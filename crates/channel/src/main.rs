//! LIME client
//!
//! Connects to a LIME server over TCP, establishes a session and exchanges
//! text messages from the terminal.

use std::path::PathBuf;
use std::sync::Arc;
use std::time::Duration;

use anyhow::Context;
use channel::config::Config;
use channel::{ClientChannel, SessionEstablishment, TcpTransport};
use clap::Parser;
use protocol::{Authentication, Message, Node, Notification, Session, SessionState};
use tokio::io::{AsyncBufReadExt, BufReader};
use tokio::sync::mpsc;
use tracing_subscriber::EnvFilter;

/// Timeout for the session handshake.
const ESTABLISH_TIMEOUT: Duration = Duration::from_secs(30);

/// Timeout for the server to confirm a finishing session.
const FINISH_TIMEOUT: Duration = Duration::from_secs(5);

/// LIME client - exchange messages with a LIME server.
#[derive(Parser, Debug)]
#[command(name = "lime-client")]
#[command(version, about, long_about = None)]
pub struct Cli {
    /// Path to configuration file
    #[arg(short, long, value_name = "FILE")]
    pub config: Option<PathBuf>,

    /// Enable verbose logging
    #[arg(short, long)]
    pub verbose: bool,

    /// Server address (host:port)
    #[arg(long)]
    pub server: Option<String>,

    /// Identity to authenticate as (name@domain)
    #[arg(long)]
    pub identity: Option<String>,

    /// Instance name of this client
    #[arg(long)]
    pub instance: Option<String>,

    /// Password for plain authentication (guest when omitted)
    #[arg(long)]
    pub password: Option<String>,
}

#[tokio::main]
async fn main() -> anyhow::Result<()> {
    let cli = Cli::parse();

    // Load configuration
    let mut config = match &cli.config {
        Some(path) => Config::load(path)?,
        None => Config::load_default()?,
    };
    config.apply_env_overrides();
    apply_cli_overrides(&mut config, &cli);

    // Initialize tracing
    let level = if cli.verbose {
        "debug".to_string()
    } else {
        config.client.log_level.to_lowercase()
    };
    let filter = EnvFilter::try_from_default_env().unwrap_or_else(|_| EnvFilter::new(&level));
    tracing_subscriber::fmt().with_env_filter(filter).init();

    config.validate()?;
    let identity = config.identity()?;

    tracing::info!("Connecting to {}", config.client.server_address);
    let transport = TcpTransport::connect(config.client.server_address.as_str())
        .await
        .with_context(|| format!("Failed to connect to {}", config.client.server_address))?;
    let client = ClientChannel::new(Arc::new(transport), config.channel.clone())?;

    client.add_message_listener(Arc::new(print_message), false);
    client.add_notification_listener(Arc::new(print_notification), false);

    let (session_tx, mut session_rx) = mpsc::unbounded_channel::<Session>();
    client.add_session_listener(
        Arc::new(move |session: &Session| {
            let _ = session_tx.send(session.clone());
        }),
        false,
    );

    let authentication = match &config.client.password {
        Some(password) => Authentication::plain(password),
        None => Authentication::guest(),
    };
    let mut establishment = SessionEstablishment::new(identity, authentication)
        .with_instance(config.client.instance.clone());
    establishment.compression = config.client.compression;
    establishment.encryption = config.client.encryption;

    let session = tokio::time::timeout(ESTABLISH_TIMEOUT, client.establish_session_async(establishment))
        .await
        .context("Timed out establishing the session")??;
    if session.state != SessionState::Established {
        anyhow::bail!(
            "Session ended in the '{}' state: {}",
            session.state,
            session
                .reason
                .and_then(|r| r.description)
                .unwrap_or_else(|| "no reason given".to_string())
        );
    }

    println!(
        "Session established as {}. Type '<to> <text>' to send, Ctrl-C to quit.",
        client
            .local_node()
            .map(|n| n.to_string())
            .unwrap_or_default()
    );

    let mut lines = BufReader::new(tokio::io::stdin()).lines();
    loop {
        tokio::select! {
            _ = tokio::signal::ctrl_c() => {
                tracing::info!("Finishing session...");
                client.send_finishing_session()?;
                wait_for_end(&mut session_rx).await;
                break;
            }
            session = session_rx.recv() => match session {
                Some(session) if session.state.is_terminal() => {
                    println!("Session {} by the server", session.state);
                    break;
                }
                Some(_) => {}
                None => break,
            },
            line = lines.next_line() => match line? {
                Some(line) => {
                    if let Err(e) = send_line(&client, &line) {
                        eprintln!("Error: {}", e);
                    }
                }
                None => {
                    client.send_finishing_session()?;
                    wait_for_end(&mut session_rx).await;
                    break;
                }
            },
        }
    }

    client.close()?;
    Ok(())
}

fn apply_cli_overrides(config: &mut Config, cli: &Cli) {
    if let Some(server) = &cli.server {
        config.client.server_address = server.clone();
    }
    if let Some(identity) = &cli.identity {
        config.client.identity = identity.clone();
    }
    if let Some(instance) = &cli.instance {
        config.client.instance = instance.clone();
    }
    if let Some(password) = &cli.password {
        config.client.password = Some(password.clone());
    }
}

/// Sends a `<to> <text>` line as a text message.
fn send_line(client: &ClientChannel, line: &str) -> anyhow::Result<()> {
    let line = line.trim();
    if line.is_empty() {
        return Ok(());
    }
    let (to, text) = line
        .split_once(' ')
        .context("expected '<to> <text>'")?;
    let to: Node = to.parse()?;
    client.send_message(Message::text(to, text.trim()))?;
    Ok(())
}

async fn wait_for_end(sessions: &mut mpsc::UnboundedReceiver<Session>) {
    let result = tokio::time::timeout(FINISH_TIMEOUT, async {
        while let Some(session) = sessions.recv().await {
            if session.state.is_terminal() {
                return;
            }
        }
    })
    .await;
    if result.is_err() {
        tracing::warn!("Server did not confirm the end of the session");
    }
}

fn print_message(message: &Message) {
    let from = message
        .header
        .from
        .as_ref()
        .map(|n| n.to_string())
        .unwrap_or_else(|| "?".to_string());
    match message.content.as_str() {
        Some(text) => println!("[{}] {}", from, text),
        None => println!("[{}] ({}) {}", from, message.media_type, message.content),
    }
}

fn print_notification(notification: &Notification) {
    println!(
        "* {} {:?}",
        notification.header.id.as_deref().unwrap_or("?"),
        notification.event
    );
}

----

Which lines in the material above include the string "tokio"? Pull them out.

RESULT FOR THIS EXERCISE:
use tokio::io::{AsyncBufReadExt, BufReader};
use tokio::sync::mpsc;
#[tokio::main]
    let session = tokio::time::timeout(ESTABLISH_TIMEOUT, client.establish_session_async(establishment))
    let mut lines = BufReader::new(tokio::io::stdin()).lines();
        tokio::select! {
            _ = tokio::signal::ctrl_c() => {
    let result = tokio::time::timeout(FINISH_TIMEOUT, async {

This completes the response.